> _Work to complete_
Print the whole listing again, exactly as it stands.

> _Material shown_
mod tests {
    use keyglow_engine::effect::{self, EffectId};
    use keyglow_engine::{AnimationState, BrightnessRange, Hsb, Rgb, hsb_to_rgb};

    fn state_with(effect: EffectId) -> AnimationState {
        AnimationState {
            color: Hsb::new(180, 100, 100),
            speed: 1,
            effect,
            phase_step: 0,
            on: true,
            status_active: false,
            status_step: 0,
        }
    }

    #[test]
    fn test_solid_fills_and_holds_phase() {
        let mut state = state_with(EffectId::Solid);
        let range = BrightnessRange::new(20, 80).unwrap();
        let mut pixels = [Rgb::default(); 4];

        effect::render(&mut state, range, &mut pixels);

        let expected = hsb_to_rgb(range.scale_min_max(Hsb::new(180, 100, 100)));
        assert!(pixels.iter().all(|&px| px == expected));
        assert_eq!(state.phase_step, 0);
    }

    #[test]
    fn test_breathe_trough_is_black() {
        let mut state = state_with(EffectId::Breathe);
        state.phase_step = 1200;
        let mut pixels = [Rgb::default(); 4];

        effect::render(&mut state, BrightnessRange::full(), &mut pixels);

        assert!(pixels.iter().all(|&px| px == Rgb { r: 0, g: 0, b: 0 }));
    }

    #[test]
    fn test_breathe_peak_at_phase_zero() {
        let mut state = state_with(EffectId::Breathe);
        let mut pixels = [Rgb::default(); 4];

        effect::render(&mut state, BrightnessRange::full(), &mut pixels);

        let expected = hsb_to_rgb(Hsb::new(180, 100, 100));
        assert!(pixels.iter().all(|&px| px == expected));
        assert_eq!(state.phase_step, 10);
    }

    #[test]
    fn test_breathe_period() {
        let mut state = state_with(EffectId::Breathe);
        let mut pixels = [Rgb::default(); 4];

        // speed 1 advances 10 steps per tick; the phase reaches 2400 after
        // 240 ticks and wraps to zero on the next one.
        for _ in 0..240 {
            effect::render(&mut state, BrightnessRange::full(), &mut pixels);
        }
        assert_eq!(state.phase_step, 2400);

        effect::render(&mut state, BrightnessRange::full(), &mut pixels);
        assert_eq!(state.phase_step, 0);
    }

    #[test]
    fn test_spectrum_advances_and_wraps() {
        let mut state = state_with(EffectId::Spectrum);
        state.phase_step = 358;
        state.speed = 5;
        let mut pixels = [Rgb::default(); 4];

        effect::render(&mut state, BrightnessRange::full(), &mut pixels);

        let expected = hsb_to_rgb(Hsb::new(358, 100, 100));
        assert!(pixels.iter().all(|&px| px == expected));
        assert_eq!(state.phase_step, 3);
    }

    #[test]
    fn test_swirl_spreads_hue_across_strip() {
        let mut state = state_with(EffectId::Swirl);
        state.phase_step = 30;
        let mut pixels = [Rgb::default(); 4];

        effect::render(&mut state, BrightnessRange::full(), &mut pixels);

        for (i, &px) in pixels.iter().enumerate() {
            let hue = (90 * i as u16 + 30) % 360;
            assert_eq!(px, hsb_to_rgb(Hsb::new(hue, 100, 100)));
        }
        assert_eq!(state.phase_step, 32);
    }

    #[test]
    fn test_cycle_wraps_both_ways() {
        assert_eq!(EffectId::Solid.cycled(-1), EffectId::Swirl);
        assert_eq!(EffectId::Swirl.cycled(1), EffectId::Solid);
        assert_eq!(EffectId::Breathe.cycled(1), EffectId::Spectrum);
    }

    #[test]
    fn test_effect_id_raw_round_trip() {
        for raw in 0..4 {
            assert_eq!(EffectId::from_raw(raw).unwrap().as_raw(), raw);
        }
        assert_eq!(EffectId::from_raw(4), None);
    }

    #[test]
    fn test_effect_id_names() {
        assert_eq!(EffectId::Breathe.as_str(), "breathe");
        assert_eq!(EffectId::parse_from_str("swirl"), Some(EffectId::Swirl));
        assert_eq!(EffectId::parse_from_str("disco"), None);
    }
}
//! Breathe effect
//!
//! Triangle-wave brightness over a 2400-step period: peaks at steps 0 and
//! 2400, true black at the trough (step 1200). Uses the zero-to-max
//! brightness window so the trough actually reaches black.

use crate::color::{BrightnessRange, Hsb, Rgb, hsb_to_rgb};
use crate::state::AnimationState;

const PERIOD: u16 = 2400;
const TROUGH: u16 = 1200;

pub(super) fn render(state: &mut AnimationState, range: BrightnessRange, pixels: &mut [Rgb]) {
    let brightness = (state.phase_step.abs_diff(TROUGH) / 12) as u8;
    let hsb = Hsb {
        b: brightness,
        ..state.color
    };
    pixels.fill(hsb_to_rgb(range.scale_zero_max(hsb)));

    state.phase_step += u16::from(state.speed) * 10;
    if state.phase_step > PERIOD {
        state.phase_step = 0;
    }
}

> _Task output_
mod tests {
    use keyglow_engine::effect::{self, EffectId};
    use keyglow_engine::{AnimationState, BrightnessRange, Hsb, Rgb, hsb_to_rgb};

    fn state_with(effect: EffectId) -> AnimationState {
        AnimationState {
            color: Hsb::new(180, 100, 100),
            speed: 1,
            effect,
            phase_step: 0,
            on: true,
            status_active: false,
            status_step: 0,
        }
    }

    #[test]
    fn test_solid_fills_and_holds_phase() {
        let mut state = state_with(EffectId::Solid);
        let range = BrightnessRange::new(20, 80).unwrap();
        let mut pixels = [Rgb::default(); 4];

        effect::render(&mut state, range, &mut pixels);

        let expected = hsb_to_rgb(range.scale_min_max(Hsb::new(180, 100, 100)));
        assert!(pixels.iter().all(|&px| px == expected));
        assert_eq!(state.phase_step, 0);
    }

    #[test]
    fn test_breathe_trough_is_black() {
        let mut state = state_with(EffectId::Breathe);
        state.phase_step = 1200;
        let mut pixels = [Rgb::default(); 4];

        effect::render(&mut state, BrightnessRange::full(), &mut pixels);

        assert!(pixels.iter().all(|&px| px == Rgb { r: 0, g: 0, b: 0 }));
    }

    #[test]
    fn test_breathe_peak_at_phase_zero() {
        let mut state = state_with(EffectId::Breathe);
        let mut pixels = [Rgb::default(); 4];

        effect::render(&mut state, BrightnessRange::full(), &mut pixels);

        let expected = hsb_to_rgb(Hsb::new(180, 100, 100));
        assert!(pixels.iter().all(|&px| px == expected));
        assert_eq!(state.phase_step, 10);
    }

    #[test]
    fn test_breathe_period() {
        let mut state = state_with(EffectId::Breathe);
        let mut pixels = [Rgb::default(); 4];

        // speed 1 advances 10 steps per tick; the phase reaches 2400 after
        // 240 ticks and wraps to zero on the next one.
        for _ in 0..240 {
            effect::render(&mut state, BrightnessRange::full(), &mut pixels);
        }
        assert_eq!(state.phase_step, 2400);

        effect::render(&mut state, BrightnessRange::full(), &mut pixels);
        assert_eq!(state.phase_step, 0);
    }

    #[test]
    fn test_spectrum_advances_and_wraps() {
        let mut state = state_with(EffectId::Spectrum);
        state.phase_step = 358;
        state.speed = 5;
        let mut pixels = [Rgb::default(); 4];

        effect::render(&mut state, BrightnessRange::full(), &mut pixels);

        let expected = hsb_to_rgb(Hsb::new(358, 100, 100));
        assert!(pixels.iter().all(|&px| px == expected));
        assert_eq!(state.phase_step, 3);
    }

    #[test]
    fn test_swirl_spreads_hue_across_strip() {
        let mut state = state_with(EffectId::Swirl);
        state.phase_step = 30;
        let mut pixels = [Rgb::default(); 4];

        effect::render(&mut state, BrightnessRange::full(), &mut pixels);

        for (i, &px) in pixels.iter().enumerate() {
            let hue = (90 * i as u16 + 30) % 360;
            assert_eq!(px, hsb_to_rgb(Hsb::new(hue, 100, 100)));
        }
        assert_eq!(state.phase_step, 32);
    }

    #[test]
    fn test_cycle_wraps_both_ways() {
        assert_eq!(EffectId::Solid.cycled(-1), EffectId::Swirl);
        assert_eq!(EffectId::Swirl.cycled(1), EffectId::Solid);
        assert_eq!(EffectId::Breathe.cycled(1), EffectId::Spectrum);
    }

    #[test]
    fn test_effect_id_raw_round_trip() {
        for raw in 0..4 {
            assert_eq!(EffectId::from_raw(raw).unwrap().as_raw(), raw);
        }
        assert_eq!(EffectId::from_raw(4), None);
    }

    #[test]
    fn test_effect_id_names() {
        assert_eq!(EffectId::Breathe.as_str(), "breathe");
        assert_eq!(EffectId::parse_from_str("swirl"), Some(EffectId::Swirl));
        assert_eq!(EffectId::parse_from_str("disco"), None);
    }
}
//! Breathe effect
//!
//! Triangle-wave brightness over a 2400-step period: peaks at steps 0 and
//! 2400, true black at the trough (step 1200). Uses the zero-to-max
//! brightness window so the trough actually reaches black.

use crate::color::{BrightnessRange, Hsb, Rgb, hsb_to_rgb};
use crate::state::AnimationState;

const PERIOD: u16 = 2400;
const TROUGH: u16 = 1200;

pub(super) fn render(state: &mut AnimationState, range: BrightnessRange, pixels: &mut [Rgb]) {
    let brightness = (state.phase_step.abs_diff(TROUGH) / 12) as u8;
    let hsb = Hsb {
        b: brightness,
        ..state.color
    };
    pixels.fill(hsb_to_rgb(range.scale_zero_max(hsb)));

    state.phase_step += u16::from(state.speed) * 10;
    if state.phase_step > PERIOD {
        state.phase_step = 0;
    }
}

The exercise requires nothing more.